Éric Morin debuta en el panorama cinematográfico con un largometraje que remite de forma bastante evidente (tanto por lo que se refiere al título con que nos lo presenta como por las referencias explícitas e implícitas que ahogan el film) a la Nouvelle Vague francesa. Tanto es así que el original punto de partida de A la caza del Godard del norte (Canadá, 2013) es ni más ni menos que la escapada de Godard, a finales de 1968, al norte de Canadá (concretamente en el Abbittibbi del título original), con la intención de construir un documental en base a sus gentes, a sus sueños, dando voz a aquellas personas que nunca la tienen.
A partir de este hecho, Morin construye los cimientos de un relato que se acaba quedando a medio camino entre el homenaje a todo un modo de entender el medio cinematográfico y el drama romántico de ecos nouvellevagueros. La historia empieza con un reducido grupo de personas que viaja en coche por paisajes nevados en busca de un pueblecito perdido de la mano de Dios. En su interior, entre ellos, se encuentra Godard, que todo quepa decirlo, sólo sirve de excusa argumental para dirimir la dirección que seguirá Morin a lo largo del metraje.
La intención de esta pequeña expedición no es más que la realización de un largometraje documental ‹dando la palabra a aquellos que nunca la tienen› (por estatus social se entiende). Así pues, el célebre Jean-Luc concede una entrevista televisiva a un medio local y después de soltar la frase entrecomillada desaparece del plató (y, por extensión, de la película, a partir de este suceso su personaje es como un fantasma que sobrevuela la trama, no lo vemos, pero sabemos que su presencia en la película sigue intacta).
Al tiempo que ocurre esto, mediante un montaje paralelo conocemos a Marie (arquetipo de musa godardiana) y Michel, que mantienen una relación sentimental en Abbittibbi, lejos del mundanal ruido. Esa desconexión del mundo y de la vida provocados por el hecho de vivir en una pequeña ciudad alejada de todo estimula en nuestra protagonista una serie de reflexiones que salen a la luz cuando, con la ayuda de Paul (uno de los acompañantes de Godard, cineasta), empiezan a rodar el documental sobre las gentes de Abbittibbi.
La decisión de Morin, en este punto de la historia, es la de dividir su film para embestir dos aspectos transversalmente opuestos, tanto conceptual como formalmente. Por un lado, aborda el declive de la relación sentimental entre el conformista Michel y la soñadora Marie, con la aparición de un tercero en discordia, Paul. Marie empieza a dudar sobre si Michel es su verdadero amor, sobre si podrá soportar durante toda la vida su provincialismo y su falta de ideales (ideas contrarias de las que proyecta el cineasta Paul, abanderado de la aventura y con supuestos grandes proyectos de vida).
Por otro lado, Morin recrea esta suerte de documental de las gentes del norte de Canadá mientras el trío protagonista lo está realizando.
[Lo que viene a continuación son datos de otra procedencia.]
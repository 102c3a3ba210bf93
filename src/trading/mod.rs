//! Trading primitives: stake sizing, risk models, and rate caching.

mod rates;
mod risk;
mod stake;
mod ttl_cache;

pub use rates::{RateCache, RATE_CACHE_SIZE, RATE_CACHE_TTL_SECS};
pub use risk::{FixedRiskModel, RiskModel};
pub use stake::{StakeCalculator, StakeInputs};
pub use ttl_cache::TtlCache;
Apuesta por el formato clásico 4:3 y el blanco y negro de las cámaras de 8mm para insuflarle el alma amateur que tiene este rodaje peregrino. En él, estos tres especímenes intento de Jean Rouch, diseccionan la sociedad abbittibbiense a partir de reflexiones sobre la educación, las políticas medioambientales, el trabajo, las ambiciones y los sueños.
El epílogo del film no deja lugar a dudas, aunque éste ya lo dejaremos para los espectadores que quieran acercarse a la ópera prima de Éric Morin. Para el que esto suscribe, aunque las intenciones y el punto de partida de la película son atractivas e interesantes, a la práctica el resultado final es ingenuo, algo carente de interés y de, porqué no decirlo, alma. Francamente, esperaba encontrar algo genuino en esta cinta canadiense, algún destello autoral, alguna pincelada con personalidad, pero en lo único que desemboca es en una sucesión de imágenes e ideas tópicas que, aunque hilvanadas con cierto buen gusto, no dejan de ser las de siempre.